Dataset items
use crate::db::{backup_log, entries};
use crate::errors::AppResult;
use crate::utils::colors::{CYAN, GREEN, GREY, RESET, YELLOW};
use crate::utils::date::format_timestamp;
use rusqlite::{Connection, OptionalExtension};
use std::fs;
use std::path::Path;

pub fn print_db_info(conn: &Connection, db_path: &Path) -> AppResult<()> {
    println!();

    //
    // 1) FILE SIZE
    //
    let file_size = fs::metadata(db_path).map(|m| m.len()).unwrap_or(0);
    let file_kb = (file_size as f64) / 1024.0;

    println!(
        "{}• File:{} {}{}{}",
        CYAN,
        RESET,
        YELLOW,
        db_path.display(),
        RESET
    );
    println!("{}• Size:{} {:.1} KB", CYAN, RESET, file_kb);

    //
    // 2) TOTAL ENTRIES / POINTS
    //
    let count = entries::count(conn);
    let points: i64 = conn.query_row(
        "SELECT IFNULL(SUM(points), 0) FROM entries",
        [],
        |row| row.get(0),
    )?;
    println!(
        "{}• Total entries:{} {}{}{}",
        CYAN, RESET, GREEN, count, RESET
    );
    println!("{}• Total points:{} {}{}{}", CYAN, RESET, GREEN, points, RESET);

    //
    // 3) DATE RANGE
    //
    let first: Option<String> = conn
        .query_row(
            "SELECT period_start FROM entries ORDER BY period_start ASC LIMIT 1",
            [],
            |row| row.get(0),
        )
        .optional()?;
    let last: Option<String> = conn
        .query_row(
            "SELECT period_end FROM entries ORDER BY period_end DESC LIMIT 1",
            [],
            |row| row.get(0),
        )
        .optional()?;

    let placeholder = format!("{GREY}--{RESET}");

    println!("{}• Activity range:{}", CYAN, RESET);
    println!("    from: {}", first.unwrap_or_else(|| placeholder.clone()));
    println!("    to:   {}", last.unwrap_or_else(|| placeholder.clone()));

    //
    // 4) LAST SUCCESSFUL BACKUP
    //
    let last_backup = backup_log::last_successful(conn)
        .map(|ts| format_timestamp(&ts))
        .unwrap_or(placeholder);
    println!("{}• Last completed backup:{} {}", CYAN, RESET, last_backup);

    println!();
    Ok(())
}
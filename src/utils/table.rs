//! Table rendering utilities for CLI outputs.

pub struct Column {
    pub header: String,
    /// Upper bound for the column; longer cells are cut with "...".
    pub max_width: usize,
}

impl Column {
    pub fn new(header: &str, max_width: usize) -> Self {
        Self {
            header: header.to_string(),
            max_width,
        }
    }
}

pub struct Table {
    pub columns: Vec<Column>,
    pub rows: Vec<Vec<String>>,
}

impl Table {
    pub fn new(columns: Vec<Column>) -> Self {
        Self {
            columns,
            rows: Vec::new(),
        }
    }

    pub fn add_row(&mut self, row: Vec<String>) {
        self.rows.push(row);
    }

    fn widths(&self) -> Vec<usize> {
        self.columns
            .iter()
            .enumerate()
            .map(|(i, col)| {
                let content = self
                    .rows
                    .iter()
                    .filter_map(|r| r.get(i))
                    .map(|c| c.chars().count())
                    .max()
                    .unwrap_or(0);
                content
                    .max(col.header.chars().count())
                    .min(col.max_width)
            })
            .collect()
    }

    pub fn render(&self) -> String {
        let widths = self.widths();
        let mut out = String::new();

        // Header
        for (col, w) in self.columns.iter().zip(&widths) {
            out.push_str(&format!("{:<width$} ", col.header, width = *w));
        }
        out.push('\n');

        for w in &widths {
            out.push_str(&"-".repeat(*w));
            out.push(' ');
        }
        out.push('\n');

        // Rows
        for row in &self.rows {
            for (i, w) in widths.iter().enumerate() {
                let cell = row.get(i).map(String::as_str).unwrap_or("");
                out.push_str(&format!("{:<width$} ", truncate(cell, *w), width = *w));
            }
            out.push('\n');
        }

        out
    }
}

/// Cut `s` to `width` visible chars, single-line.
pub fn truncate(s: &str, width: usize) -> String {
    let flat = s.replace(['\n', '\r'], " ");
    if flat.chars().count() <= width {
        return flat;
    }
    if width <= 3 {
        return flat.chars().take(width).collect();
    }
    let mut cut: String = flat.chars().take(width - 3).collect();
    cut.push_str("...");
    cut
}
...
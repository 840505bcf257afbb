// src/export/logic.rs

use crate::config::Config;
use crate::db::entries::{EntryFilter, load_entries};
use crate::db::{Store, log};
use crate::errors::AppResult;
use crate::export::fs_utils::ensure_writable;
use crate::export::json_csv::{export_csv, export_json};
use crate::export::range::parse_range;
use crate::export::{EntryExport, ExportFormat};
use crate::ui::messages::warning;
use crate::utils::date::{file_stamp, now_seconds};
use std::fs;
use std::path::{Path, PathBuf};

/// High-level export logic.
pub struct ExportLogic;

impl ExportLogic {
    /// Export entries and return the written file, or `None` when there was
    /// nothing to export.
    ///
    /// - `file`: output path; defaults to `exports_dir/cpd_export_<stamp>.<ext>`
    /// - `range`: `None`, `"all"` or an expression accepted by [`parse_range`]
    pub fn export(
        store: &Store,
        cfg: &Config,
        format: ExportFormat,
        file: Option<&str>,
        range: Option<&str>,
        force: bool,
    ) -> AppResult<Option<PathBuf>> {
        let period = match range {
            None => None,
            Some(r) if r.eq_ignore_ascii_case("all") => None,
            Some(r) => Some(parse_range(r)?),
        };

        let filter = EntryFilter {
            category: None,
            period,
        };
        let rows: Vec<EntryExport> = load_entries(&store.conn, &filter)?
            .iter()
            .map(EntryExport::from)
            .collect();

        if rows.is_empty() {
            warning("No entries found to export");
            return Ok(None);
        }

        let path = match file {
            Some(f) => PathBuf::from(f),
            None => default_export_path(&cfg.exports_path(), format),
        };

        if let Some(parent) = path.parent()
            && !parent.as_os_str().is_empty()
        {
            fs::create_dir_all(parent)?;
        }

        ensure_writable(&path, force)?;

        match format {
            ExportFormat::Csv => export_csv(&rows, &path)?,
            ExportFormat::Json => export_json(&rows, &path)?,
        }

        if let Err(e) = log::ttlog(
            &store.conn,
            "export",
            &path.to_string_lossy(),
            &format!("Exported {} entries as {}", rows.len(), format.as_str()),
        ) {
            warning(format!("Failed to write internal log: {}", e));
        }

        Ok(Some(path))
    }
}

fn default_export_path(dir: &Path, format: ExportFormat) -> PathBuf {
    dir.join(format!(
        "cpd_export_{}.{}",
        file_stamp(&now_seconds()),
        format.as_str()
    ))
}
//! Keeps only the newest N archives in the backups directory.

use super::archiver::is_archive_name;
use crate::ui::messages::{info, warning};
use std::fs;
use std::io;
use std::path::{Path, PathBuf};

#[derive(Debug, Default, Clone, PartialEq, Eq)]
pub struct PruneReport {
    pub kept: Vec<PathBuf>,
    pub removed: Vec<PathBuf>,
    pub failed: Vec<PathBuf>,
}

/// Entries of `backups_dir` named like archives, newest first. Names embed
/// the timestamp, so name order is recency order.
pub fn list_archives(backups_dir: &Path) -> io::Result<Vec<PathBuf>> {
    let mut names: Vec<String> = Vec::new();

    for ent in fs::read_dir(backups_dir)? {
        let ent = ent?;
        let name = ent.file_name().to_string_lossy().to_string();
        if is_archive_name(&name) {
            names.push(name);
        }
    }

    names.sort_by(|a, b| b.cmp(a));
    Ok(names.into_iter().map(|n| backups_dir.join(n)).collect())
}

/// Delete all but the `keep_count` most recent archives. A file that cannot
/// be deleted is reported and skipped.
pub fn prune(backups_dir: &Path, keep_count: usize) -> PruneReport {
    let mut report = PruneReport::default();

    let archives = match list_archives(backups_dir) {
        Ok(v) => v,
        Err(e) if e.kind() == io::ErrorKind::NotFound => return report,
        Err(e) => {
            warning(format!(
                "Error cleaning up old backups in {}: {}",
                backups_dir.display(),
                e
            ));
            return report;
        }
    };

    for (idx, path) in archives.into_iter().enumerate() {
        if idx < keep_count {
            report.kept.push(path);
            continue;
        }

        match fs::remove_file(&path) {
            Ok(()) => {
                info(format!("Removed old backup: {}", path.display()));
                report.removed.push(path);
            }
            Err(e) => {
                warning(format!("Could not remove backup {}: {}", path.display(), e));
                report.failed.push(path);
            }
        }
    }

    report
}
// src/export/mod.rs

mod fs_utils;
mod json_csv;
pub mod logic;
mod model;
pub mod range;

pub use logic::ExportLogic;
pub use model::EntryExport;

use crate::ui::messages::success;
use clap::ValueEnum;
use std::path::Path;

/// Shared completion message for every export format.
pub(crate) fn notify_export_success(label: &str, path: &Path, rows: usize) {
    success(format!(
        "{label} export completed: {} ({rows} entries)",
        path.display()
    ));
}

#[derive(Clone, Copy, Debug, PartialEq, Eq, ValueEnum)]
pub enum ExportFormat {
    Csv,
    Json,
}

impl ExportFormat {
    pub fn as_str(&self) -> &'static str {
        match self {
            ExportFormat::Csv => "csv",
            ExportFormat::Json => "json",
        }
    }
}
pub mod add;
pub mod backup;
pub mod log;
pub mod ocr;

Your task:
Every line in the data above that includes the word "first" should be copied.

Answer to the problem:
    let first: Option<String> = conn
    println!("    from: {}", first.unwrap_or_else(|| placeholder.clone()));
/// Entries of `backups_dir` named like archives, newest first. Names embed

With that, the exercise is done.